Published April 7, 2021
The Elec­tion Commission of Pakistan (ECP) on Tuesday reserved its judgement on a plea against its scrutiny committee’s order to keep the ruling Pakistan Tehreek-i-Insaf’s (PTI) financial documents secret. — Photo courtesy Radio Pak/File
The Elec­tion Commission of Pakistan (ECP) on Tuesday reserved its judgement on a plea against its scrutiny committee’s order to keep the ruling Pakistan Tehreek-i-Insaf’s (PTI) financial documents secret. — Photo courtesy Radio Pak/File

ISLAMABAD: The Elec­tion Commission of Pakistan (ECP) on Tuesday reserved its judgement on a plea against its scrutiny committee’s order to keep the ruling Pakistan Tehreek-i-Insaf’s (PTI) financial documents secret.

These documents include the mostly secret 23 PTI bank statements revealed on the instructions of the State Bank of Pakistan. The order may have significant consequences for the long pending foreign funding case filed by PTI’s founding member and petitioner Akbar S. Babar in November 2014.

In its February 9 order, the ECP scrutiny committee had stated that besides other reasons, the documents could not be shared with the petitioner as the respondent (PTI) objected to it.

Tuesday’s hearing was chaired by Chief Election Commissioner Sikandar Sultan Raja and three ECP members retired Justice Altaf Ibrahim Qureshi, Nisar Ahmed Durrani and Shah Muhammad Jatoi were part of the bench.

PTI’s counsel Syed Khawar Shah said the party’s financial documents could not be shared as the onus of proving prohibited funding rested with the petitioner.

He said the documents sought were not public ones and disputed the ECP orders that allowed access to all documents under scrutiny.
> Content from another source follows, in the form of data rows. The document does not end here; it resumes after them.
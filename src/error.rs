//! Error types for the cache
//!
//! Cache operations themselves never fail; errors only arise while loading
//! options.

use thiserror::Error;

// == Cache Error Enum ==
/// Unified error type for the crate.
#[derive(Error, Debug)]
pub enum CacheError {
    /// An option value could not be parsed
    #[error("Invalid value for {name}: {value:?}")]
    InvalidOption { name: String, value: String },

    /// An options document could not be deserialized
    #[error("Malformed cache options: {0}")]
    MalformedOptions(#[from] serde_json::Error),
}

// == Result Type Alias ==
/// Convenience Result type for the crate.
pub type Result<T> = std::result::Result<T, CacheError>;
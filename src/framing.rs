//! Splitting raw byte streams into newline-terminated records.
//!
//! Every writer into the system (a TCP connection, the local handle) owns
//! one [`RecordAssembler`]. Incoming bytes accumulate until a newline
//! arrives; each newline-terminated region is committed as one immutable
//! record (newline included) and any unterminated tail stays buffered for
//! the next write. Commits transfer the bytes out of the accumulator by
//! move, not copy.

use bytes::{Bytes, BytesMut};

use crate::error::{LogdError, Result};

/// Per-writer partial-record accumulator.
#[derive(Debug, Default)]
pub struct RecordAssembler {
    buf: BytesMut,
    limit: Option<usize>,
}

impl RecordAssembler {
    /// Accumulator without a size bound (local-handle path).
    pub fn new() -> Self {
        Self::default()
    }

    /// Accumulator that refuses unterminated records larger than `limit`
    /// bytes (network path).
    pub fn with_limit(limit: usize) -> Self {
        Self {
            buf: BytesMut::new(),
            limit: Some(limit),
        }
    }

    /// Append `input` and drain every completed record.
    ///
    /// Returns the records completed by this call, oldest first, each
    /// including its terminating newline. Fails with
    /// [`LogdError::RecordTooLarge`] when the remaining unterminated tail
    /// exceeds the configured limit; the assembler should be discarded
    /// along with its connection after that.
    pub fn push(&mut self, input: &[u8]) -> Result<Vec<Bytes>> {
        self.buf.extend_from_slice(input);
        let mut records = Vec::new();
        while let Some(pos) = self.buf.iter().position(|&b| b == b'\n') {
            records.push(self.buf.split_to(pos + 1).freeze());
        }
        if let Some(limit) = self.limit {
            if self.buf.len() > limit {
                return Err(LogdError::RecordTooLarge { limit });
            }
        }
        Ok(records)
    }

    /// Bytes buffered since the last completed record.
    pub fn pending(&self) -> usize {
        self.buf.len()
    }

    /// True while an unterminated record is buffered.
    pub fn in_progress(&self) -> bool {
        !self.buf.is_empty()
    }
}
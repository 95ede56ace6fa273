//! Configuration management for the record logging server.
//!
//! Settings are plain data with serde defaults, optionally overridden from
//! a TOML file named on the command line. [`Settings::new`] loads and then
//! validates the result; invalid values refuse startup rather than failing
//! at runtime.
//!
//! ## Schema
//!
//! - **`log_level`**: logging verbosity when `RUST_LOG` is unset.
//! - **`server`**: listener and per-connection limits.
//!   - `bind_addr` / `port`: listen address, default `0.0.0.0:9000`.
//!   - `listen_backlog`: accept queue depth, default 10.
//!   - `recv_buffer_bytes`: initial receive buffer size, default 1 KiB.
//!     The buffer doubles while a record remains unterminated, up to
//!     `max_record_bytes`.
//!   - `max_record_bytes`: upper bound on a single record, default 1 MiB.
//!     A connection that exceeds it is dropped.
//! - **`storage.data_file`**: backing file for the record log, default
//!   `/var/tmp/aesdsocketdata`. Removed on graceful shutdown.
//! - **`timestamp.interval_secs`**: period of the timestamp writer,
//!   default 10 seconds.

use std::net::{IpAddr, SocketAddr};
use std::path::PathBuf;

use config::Config;
use serde::{Deserialize, Serialize};

use crate::error::{LogdError, Result};

/// Default path of the persistent record log.
pub const DEFAULT_DATA_FILE: &str = "/var/tmp/aesdsocketdata";

#[derive(Debug, Serialize, Deserialize, Clone)]
#[serde(default)]
pub struct Settings {
    pub log_level: String,
    pub server: ServerSettings,
    pub storage: StorageSettings,
    pub timestamp: TimestampSettings,
}

impl Default for Settings {
    fn default() -> Self {
        Self {
            log_level: "info".to_string(),
            server: ServerSettings::default(),
            storage: StorageSettings::default(),
            timestamp: TimestampSettings::default(),
        }
    }
}

#[derive(Debug, Serialize, Deserialize, Clone)]
#[serde(default)]
pub struct ServerSettings {
    pub bind_addr: String,
    pub port: u16,
    pub listen_backlog: i32,
    pub recv_buffer_bytes: usize,
    pub max_record_bytes: usize,
}

impl Default for ServerSettings {
    fn default() -> Self {
        Self {
            bind_addr: "0.0.0.0".to_string(),
            port: 9000,
            listen_backlog: 10,
            recv_buffer_bytes: 1024,
            max_record_bytes: 1024 * 1024,
        }
    }
}

#[derive(Debug, Serialize, Deserialize, Clone)]
#[serde(default)]
pub struct StorageSettings {
    pub data_file: PathBuf,
}

impl Default for StorageSettings {
    fn default() -> Self {
        Self {
            data_file: PathBuf::from(DEFAULT_DATA_FILE),
        }
    }
}

#[derive(Debug, Serialize, Deserialize, Clone)]
#[serde(default)]
pub struct TimestampSettings {
    pub interval_secs: u64,
}

impl Default for TimestampSettings {
    fn default() -> Self {
        Self { interval_secs: 10 }
    }
}

impl Settings {
    /// Load settings from defaults, overridden by `config_path` if given.
    pub fn new(config_path: Option<&str>) -> Result<Self> {
        let mut builder = Config::builder().add_source(Config::try_from(&Settings::default())?);
        if let Some(path) = config_path {
            builder = builder.add_source(config::File::with_name(path));
        }
        let settings: Settings = builder.build()?.try_deserialize()?;
        settings.validate()?;
        Ok(settings)
    }

    /// The socket address the listener binds to.
    pub fn socket_addr(&self) -> Result<SocketAddr> {
        let ip: IpAddr = self.server.bind_addr.parse().map_err(|_| {
            LogdError::Configuration(format!("invalid bind address: {}", self.server.bind_addr))
        })?;
        Ok(SocketAddr::new(ip, self.server.port))
    }

    fn validate(&self) -> Result<()> {
        let valid_log_levels = ["error", "warn", "info", "debug", "trace"];
        if !valid_log_levels.contains(&self.log_level.to_lowercase().as_str()) {
            return Err(LogdError::Configuration(format!(
                "invalid log level: {}",
                self.log_level
            )));
        }
        self.socket_addr()?;
        if self.server.listen_backlog < 1 {
            return Err(LogdError::Configuration(
                "listen_backlog must be at least 1".into(),
            ));
        }
        if self.server.recv_buffer_bytes == 0 {
            return Err(LogdError::Configuration(
                "recv_buffer_bytes must be non-zero".into(),
            ));
        }
        if self.server.max_record_bytes < self.server.recv_buffer_bytes {
            return Err(LogdError::Configuration(
                "max_record_bytes must be at least recv_buffer_bytes".into(),
            ));
        }
        if self.timestamp.interval_secs == 0 {
            return Err(LogdError::Configuration(
                "timestamp interval_secs must be at least 1".into(),
            ));
        }
        if self.storage.data_file.as_os_str().is_empty() {
            return Err(LogdError::Configuration("data_file cannot be empty".into()));
        }
        Ok(())
    }
}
The counsel claimed that when the ECP orders were passed no significant documents were submitted to the scrutiny committee.

Petitioner’s counsel Syed Ahmad Hassan Shah made exhaustive references to the previous ECP orders and the law that justified the petitioner’s access to all PTI documents, which are now with the scrutiny committee.

Mr Shah said that it was a right under the law of a member of a political party to access all financial documents of the party.